HD 130917

Observation data Epoch J2000 Equinox ICRS
- Constellation: Boötes
- Right ascension: 14^{h} 49^{m} 58.39852^{s}
- Declination: +28° 36′ 56.9932″
- Apparent magnitude (V): 5.80

Characteristics
- Evolutionary stage: main sequence
- Spectral type: A4V
- U−B color index: 0.08
- B−V color index: 0.05

Astrometry
- Radial velocity (R_{v}): +1.4±4.3 km/s
- Proper motion (μ): RA: +18.286 mas/yr Dec.: −0.634 mas/yr
- Parallax (π): 9.7343±0.0386 mas
- Distance: 335 ± 1 ly (102.7 ± 0.4 pc)
- Absolute magnitude (M_{V}): +0.84

Details
- Mass: 2.2 M_{☉}
- Radius: 3.0 R_{☉}
- Luminosity: 43 L_{☉}
- Surface gravity (log g): 3.83 cgs
- Temperature: 8,610 K
- Rotational velocity (v sin i): 222 km/s
- Age: 454 Myr
- Other designations: BD+29°2581, FK5 3171, HD 130917, HIP 72552, HR 5532, SAO 83551

Database references
- SIMBAD: data

= HD 130917 =

White-hued main sequence star in the constellation Boötes

HD 130917 is a single star in the northern constellation of Boötes.

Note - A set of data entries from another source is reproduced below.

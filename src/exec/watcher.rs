// src/exec/watcher.rs

//! Per-session monitor: process exit vs. timeout.

use std::sync::Arc;
use std::time::Duration;

use tokio::process::Child;
use tokio::sync::watch;
use tokio::task::JoinHandle;
use tokio::time::{Instant, sleep, timeout_at};
use tracing::{debug, error, info, warn};

use super::session::SessionState;
use super::spec::CommandSpec;

/// How long output pumps may keep draining once the race is decided.
///
/// A descendant that inherited the pipes can hold them open after the
/// direct child exits; past this point we stop waiting and keep what was
/// captured.
pub const DRAIN_GRACE: Duration = Duration::from_secs(2);

/// Spawn the single task that decides how `child` ends.
///
/// Exactly one terminal state is published on `state_tx`, and only after
/// the output pumps have drained, so readers that saw a terminal state
/// always see final buffers.
pub(crate) fn spawn_watcher(
    child: Child,
    spec: Arc<CommandSpec>,
    pumps: Vec<JoinHandle<()>>,
    state_tx: watch::Sender<SessionState>,
) {
    tokio::spawn(async move {
        let started = Instant::now();
        let terminal = race(child, &spec).await;
        drain(pumps, &spec.binary).await;

        info!(
            binary = %spec.binary,
            state = ?terminal,
            elapsed_ms = u64::try_from(started.elapsed().as_millis()).unwrap_or(u64::MAX),
            "process session finished"
        );

        state_tx.send_replace(terminal);
    });
}

async fn race(mut child: Child, spec: &CommandSpec) -> SessionState {
    let pid = child.id();
    let limit = spec.timeout;

    let timer = async move {
        match limit {
            Some(after) => {
                sleep(after).await;
                after
            }
            None => std::future::pending::<Duration>().await,
        }
    };

    tokio::select! {
        status_res = child.wait() => {
            match status_res {
                Ok(status) => {
                    let exit_code = status.code().unwrap_or(-1);
                    debug!(
                        binary = %spec.binary,
                        exit_code,
                        success = status.success(),
                        "process exited"
                    );
                    SessionState::Completed { exit_code }
                }
                Err(e) => {
                    error!(binary = %spec.binary, error = %e, "waiting for process failed");
                    SessionState::Completed { exit_code: -1 }
                }
            }
        }

        after = timer => {
            warn!(
                binary = %spec.binary,
                timeout_ms = u64::try_from(after.as_millis()).unwrap_or(u64::MAX),
                "timeout elapsed; killing process"
            );
            terminate(&mut child, pid, &spec.binary).await;
            SessionState::TimedOut { after }
        }
    }
}

/// Forced termination: SIGKILL to the process group (Unix), then kill and
/// reap the direct child.
async fn terminate(child: &mut Child, pid: Option<u32>, binary: &str) {
    #[cfg(unix)]
    {
        if let Some(pid) = pid {
            kill_process_group(pid, binary);
        }
    }
    #[cfg(not(unix))]
    let _ = pid;

    if let Err(e) = child.kill().await {
        warn!(binary = %binary, error = %e, "failed to kill child process on timeout");
    }
}

#[cfg(unix)]
fn kill_process_group(pid: u32, binary: &str) {
    use nix::sys::signal::{Signal, killpg};
    use nix::unistd::Pid;

    let Ok(raw) = i32::try_from(pid) else {
        return;
    };
    if let Err(e) = killpg(Pid::from_raw(raw), Signal::SIGKILL) {
        debug!(binary = %binary, pgid = raw, error = %e, "killpg failed");
    }
}

async fn drain(pumps: Vec<JoinHandle<()>>, binary: &str) {
    let deadline = Instant::now() + DRAIN_GRACE;
    for mut pump in pumps {
        if timeout_at(deadline, &mut pump).await.is_err() {
            warn!(
                binary = %binary,
                "output still open after process ended; abandoning remaining output"
            );
            pump.abort();
        }
    }
}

It is an A-type main sequence star with a stellar classification of A4V. At an apparent magnitude of 5.80, it is visible to the naked eye under very dark skies.

HD 130917 is over twice as massive as the Sun and hotter at ±8610 K. At an age of 454 million years, it is still on the main sequence but has expanded somewhat to three times the radius of the Sun and is now 43 times more luminous than the Sun.